The value of data in general has become eminent in recent times. Autonomous vehicles and Connected Intelligent Transport Systems (C-ITS), in particular, are rapidly emerging fields that rely a lot on “big data”. Data acquisition has been an important part of automotive research and development for years even before the advent of Internet of Things (IoT). Most datalogging is done using specialized hardware that stores data in proprietary formats on traditional hard drives in PCs or dedicated managed servers. The use of Artificial Intelligence (AI) throughout the world and specifically in the automotive sector is largely reliant on the data for the development of new and reliable technologies. With the advent of IoT technologies, the reliability of data capture could be enhanced and can improve ease of real-time analytics for analysis/development of C-ITS services and Autonomous systems using vehicle data. Data acquisition for C-ITS applications requires putting together several different domains ranging from hardware, software, communication systems, cloud storage/processing, data analytics, legal and privacy aspects. This requires expertise from different domains that small and medium scale businesses usually lack.

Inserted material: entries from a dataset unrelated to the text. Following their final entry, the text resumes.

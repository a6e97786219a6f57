//! Rays and the trait of shapes that can be ray-cast.

use crate::math::{Isometry, Point, Real, Vector};
use crate::shape::FeatureId;

/// A half-line starting at `origin` and extending along `dir`.
///
/// `dir` is not required to be unit-length. Times of impact are expressed as multiples of
/// `dir`: casting the segment `a -> b` is done with `Ray::new(a, b - a)` and a maximum time of
/// impact of `1.0`.
#[derive(Debug, Clone, Copy, PartialEq)]
#[cfg_attr(feature = "serde-serialize", derive(Serialize, Deserialize))]
pub struct Ray {
    /// Starting point of the ray.
    pub origin: Point<Real>,
    /// Direction of the ray.
    pub dir: Vector<Real>,
}

impl Ray {
    /// Creates a new ray.
    pub fn new(origin: Point<Real>, dir: Vector<Real>) -> Ray {
        Ray { origin, dir }
    }

    /// Expresses this ray in the local-space of a shape placed at `pos`.
    #[inline]
    pub fn inverse_transform_by(&self, pos: &Isometry<Real>) -> Self {
        Self::new(
            pos.inverse_transform_point(&self.origin),
            pos.inverse_transform_vector(&self.dir),
        )
    }

    /// The point `origin + dir * t`.
    #[inline]
    pub fn point_at(&self, t: Real) -> Point<Real> {
        self.origin + self.dir * t
    }
}

/// A successful ray cast.
#[derive(Copy, Clone, Debug)]
#[cfg_attr(feature = "serde-serialize", derive(Serialize, Deserialize))]
pub struct RayIntersection {
    /// The hit point is `ray.point_at(time_of_impact)`.
    pub time_of_impact: Real,
    /// The outward normal of the surface at the hit point. Not meaningful for rays starting
    /// inside of a solid shape.
    pub normal: Vector<Real>,
    /// The shape feature that was hit.
    pub feature: FeatureId,
}

impl RayIntersection {
    /// Creates a new ray intersection.
    #[inline]
    pub fn new(time_of_impact: Real, normal: Vector<Real>, feature: FeatureId) -> RayIntersection {
        RayIntersection {
            time_of_impact,
            normal,
            feature,
        }
    }
}

/// Shapes that can be intersected with a ray.
///
/// Implementors provide [`RayCast::cast_local_ray_and_get_normal`] for rays expressed in their
/// local-space. Setting `solid` makes a ray starting inside of the shape hit it immediately;
/// otherwise the ray hits the boundary on its way out.
pub trait RayCast {
    /// Time of impact of a local-space ray on this shape, if smaller than `max_time_of_impact`.
    fn cast_local_ray(&self, ray: &Ray, max_time_of_impact: Real, solid: bool) -> Option<Real> {
        self.cast_local_ray_and_get_normal(ray, max_time_of_impact, solid)
            .map(|inter| inter.time_of_impact)
    }

    /// Time of impact, normal and feature of a local-space ray on this shape.
    fn cast_local_ray_and_get_normal(
        &self,
        ray: &Ray,
        max_time_of_impact: Real,
        solid: bool,
    ) -> Option<RayIntersection>;

    /// Does the local-space ray hit this solid shape before `max_time_of_impact`?
    #[inline]
    fn intersects_local_ray(&self, ray: &Ray, max_time_of_impact: Real) -> bool {
        self.cast_local_ray(ray, max_time_of_impact, true).is_some()
    }

    /// Time of impact of a world-space ray on this shape placed at `pos`.
    fn cast_ray(
        &self,
        pos: &Isometry<Real>,
        ray: &Ray,
        max_time_of_impact: Real,
        solid: bool,
    ) -> Option<Real> {
        self.cast_local_ray(&ray.inverse_transform_by(pos), max_time_of_impact, solid)
    }

    /// Like [`RayCast::cast_ray`], with the hit normal expressed in world-space.
    fn cast_ray_and_get_normal(
        &self,
        pos: &Isometry<Real>,
        ray: &Ray,
        max_time_of_impact: Real,
        solid: bool,
    ) -> Option<RayIntersection> {
        let local_ray = ray.inverse_transform_by(pos);
        let mut inter =
            self.cast_local_ray_and_get_normal(&local_ray, max_time_of_impact, solid)?;
        inter.normal = pos * inter.normal;
        Some(inter)
    }
}
use crate::math::{Isometry, Real, Vector};
use crate::query::gjk::{eps_tol, CSOPoint};
use crate::shape::SupportMap;
use crate::utils::WBasis;
use arrayvec::ArrayVec;

/// The simplex grown by the boolean GJK test.
///
/// The last point pushed is always the newest support point, and is the only one known to lie
/// past the origin along the previous search direction. [`Simplex::contains_origin`] uses that
/// to only test the Voronoi regions that can still contain the origin.
#[derive(Clone, Debug)]
pub struct Simplex {
    points: ArrayVec<CSOPoint, 4>,
}

impl Simplex {
    /// A simplex made of a single point.
    pub fn new(first: CSOPoint) -> Self {
        let mut points = ArrayVec::new();
        points.push(first);
        Simplex { points }
    }

    /// The points of this simplex, oldest first.
    pub fn points(&self) -> &[CSOPoint] {
        &self.points
    }

    pub(crate) fn push(&mut self, pt: CSOPoint) {
        if self.points.is_full() {
            let _ = self.points.remove(0);
        }
        self.points.push(pt);
    }

    fn set(&mut self, pts: &[CSOPoint]) {
        self.points.clear();
        self.points.extend(pts.iter().copied());
    }

    /// Determines whether this simplex encloses the origin.
    ///
    /// If it does not, the simplex is reduced to the sub-simplex closest to the origin and `dir`
    /// is set to the next search direction. A zero `dir` means the origin lies on the simplex.
    pub fn contains_origin(&mut self, dir: &mut Vector<Real>) -> bool {
        match self.points.len() {
            2 => {
                let [b, a] = [self.points[0], self.points[1]];
                self.line(b, a, dir);
                false
            }
            3 => {
                let [c, b, a] = [self.points[0], self.points[1], self.points[2]];
                self.triangle(c, b, a, dir);
                false
            }
            4 => {
                let [d, c, b, a] = [
                    self.points[0],
                    self.points[1],
                    self.points[2],
                    self.points[3],
                ];
                self.tetrahedron(d, c, b, a, dir)
            }
            _ => {
                *dir = -self.points[0].point.coords;
                false
            }
        }
    }

    fn line(&mut self, b: CSOPoint, a: CSOPoint, dir: &mut Vector<Real>) {
        let ab = b.point - a.point;
        let ao = -a.point.coords;

        if ab.dot(&ao) > 0.0 {
            self.set(&[b, a]);
            *dir = ab.cross(&ao).cross(&ab);
        } else {
            self.set(&[a]);
            *dir = ao;
        }
    }

    fn triangle(&mut self, c: CSOPoint, b: CSOPoint, a: CSOPoint, dir: &mut Vector<Real>) {
        let ab = b.point - a.point;
        let ac = c.point - a.point;
        let ao = -a.point.coords;
        let abc = ab.cross(&ac);

        if abc.norm_squared() <= eps_tol() * eps_tol() {
            // Flat triangle: forget the oldest point.
            self.line(b, a, dir);
            return;
        }

        if abc.cross(&ac).dot(&ao) > 0.0 {
            if ac.dot(&ao) > 0.0 {
                self.set(&[c, a]);
                *dir = ac.cross(&ao).cross(&ac);
            } else {
                self.line(b, a, dir);
            }
        } else if ab.cross(&abc).dot(&ao) > 0.0 {
            self.line(b, a, dir);
        } else if abc.dot(&ao) >= 0.0 {
            // The origin is above the triangle, or in its plane, in which case any normal works.
            self.set(&[c, b, a]);
            *dir = abc;
        } else {
            self.set(&[b, c, a]);
            *dir = -abc;
        }
    }

    fn tetrahedron(
        &mut self,
        d: CSOPoint,
        c: CSOPoint,
        b: CSOPoint,
        a: CSOPoint,
        dir: &mut Vector<Real>,
    ) -> bool {
        let ab = b.point - a.point;
        let ac = c.point - a.point;
        let ad = d.point - a.point;
        let ao = -a.point.coords;

        if ab.cross(&ac).dot(&ad).abs() <= eps_tol() * eps_tol() {
            // Flat tetrahedron: forget the oldest point.
            self.triangle(c, b, a, dir);
            return false;
        }

        let outward = |n: Vector<Real>, inner: &Vector<Real>| {
            if n.dot(inner) > 0.0 {
                -n
            } else {
                n
            }
        };

        let abc = outward(ab.cross(&ac), &ad);
        let acd = outward(ac.cross(&ad), &ab);
        let adb = outward(ad.cross(&ab), &ac);

        if abc.dot(&ao) > 0.0 {
            self.triangle(c, b, a, dir);
            false
        } else if acd.dot(&ao) > 0.0 {
            self.triangle(d, c, a, dir);
            false
        } else if adb.dot(&ao) > 0.0 {
            self.triangle(b, d, a, dir);
            false
        } else {
            true
        }
    }

    /// Adds support points until this simplex is a non-flat tetrahedron.
    ///
    /// Used when the origin lies on a lower-dimensional simplex (touching or exactly aligned
    /// shapes). Returns `false` if the Minkowski difference is itself flat.
    pub(crate) fn complete_tetrahedron<G1, G2>(
        &mut self,
        pos12: &Isometry<Real>,
        g1: &G1,
        g2: &G2,
    ) -> bool
    where
        G1: ?Sized + SupportMap,
        G2: ?Sized + SupportMap,
    {
        let eps = eps_tol();

        while self.points.len() < 4 {
            let candidates: ArrayVec<Vector<Real>, 6> = match self.points.len() {
                1 => [
                    Vector::x(),
                    -Vector::x(),
                    Vector::y(),
                    -Vector::y(),
                    Vector::z(),
                    -Vector::z(),
                ]
                .into_iter()
                .collect(),
                2 => {
                    let ab = self.points[1].point - self.points[0].point;
                    let [t1, t2] = ab.normalize().orthonormal_basis();
                    [t1, -t1, t2, -t2].into_iter().collect()
                }
                _ => {
                    let ab = self.points[1].point - self.points[0].point;
                    let ac = self.points[2].point - self.points[0].point;
                    let n = ab.cross(&ac);
                    [n, -n].into_iter().collect()
                }
            };

            let mut added = false;

            for dir in candidates {
                let support = CSOPoint::from_shapes(pos12, g1, g2, &dir);

                if self.affine_distance(&support) > eps {
                    self.points.push(support);
                    added = true;
                    break;
                }
            }

            if !added {
                return false;
            }
        }

        true
    }

    /// Distance from `pt` to the affine hull of this simplex.
    fn affine_distance(&self, pt: &CSOPoint) -> Real {
        let a = self.points[0].point;
        let ap = pt.point - a;

        match self.points.len() {
            1 => ap.norm(),
            2 => {
                let ab = self.points[1].point - a;
                let sq = ab.norm_squared();
                if sq <= eps_tol() * eps_tol() {
                    ap.norm()
                } else {
                    (ap - ab * (ap.dot(&ab) / sq)).norm()
                }
            }
            _ => {
                let n = (self.points[1].point - a).cross(&(self.points[2].point - a));
                match n.try_normalize(eps_tol() * eps_tol()) {
                    Some(n) => ap.dot(&n).abs(),
                    None => ap.norm(),
                }
            }
        }
    }
}
use crate::math::{Isometry, Point, Real};
use crate::query::{Contact, ContactKind};
use crate::shape::{Ball, Triangle, TrianglePointLocation};
use na::Unit;

/// Contact between a ball and a two-sided triangle.
///
/// `pos12` is the position of the triangle's frame relative to the ball. Degenerate triangles
/// yield no contact.
pub fn contact_ball_triangle(
    pos12: &Isometry<Real>,
    ball: &Ball,
    triangle: &Triangle,
    prediction: Real,
) -> Option<Contact> {
    let face_normal = triangle.normal().filter(|_| !triangle.is_degenerate())?;
    let center2 = pos12.inverse_transform_point(&Point::origin());
    let (proj, location) = triangle.project_local_point_and_get_location(&center2);

    let (normal2, center_dist) = match Unit::try_new_and_get(center2 - proj, 0.0) {
        Some(res) => res,
        None => (face_normal, 0.0),
    };

    let dist = center_dist - ball.radius;

    if dist > prediction {
        return None;
    }

    let kind = match location {
        TrianglePointLocation::OnFace(_) => ContactKind::Face,
        TrianglePointLocation::OnEdge(..) => ContactKind::Edge,
        TrianglePointLocation::OnVertex(_) => ContactKind::Corner,
    };

    let normal1 = pos12 * -normal2;
    let point1 = Point::from(*normal1 * ball.radius);

    Some(Contact::new(point1, proj, normal1, normal2, dist).with_kind(kind))
}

This project aims at investigating requirements that have to be met in order to collect data from vehicles. Furthermore, this project also aims at laying foundations required for the development of a unified guidelines required to collect data from vehicles. With these guidelines, businesses that intend to use vehicle data for their applications are not only guided on the technical aspects of data collection but also equally understand how data from vehicles could be harvested in a secure, efficient and responsible manner.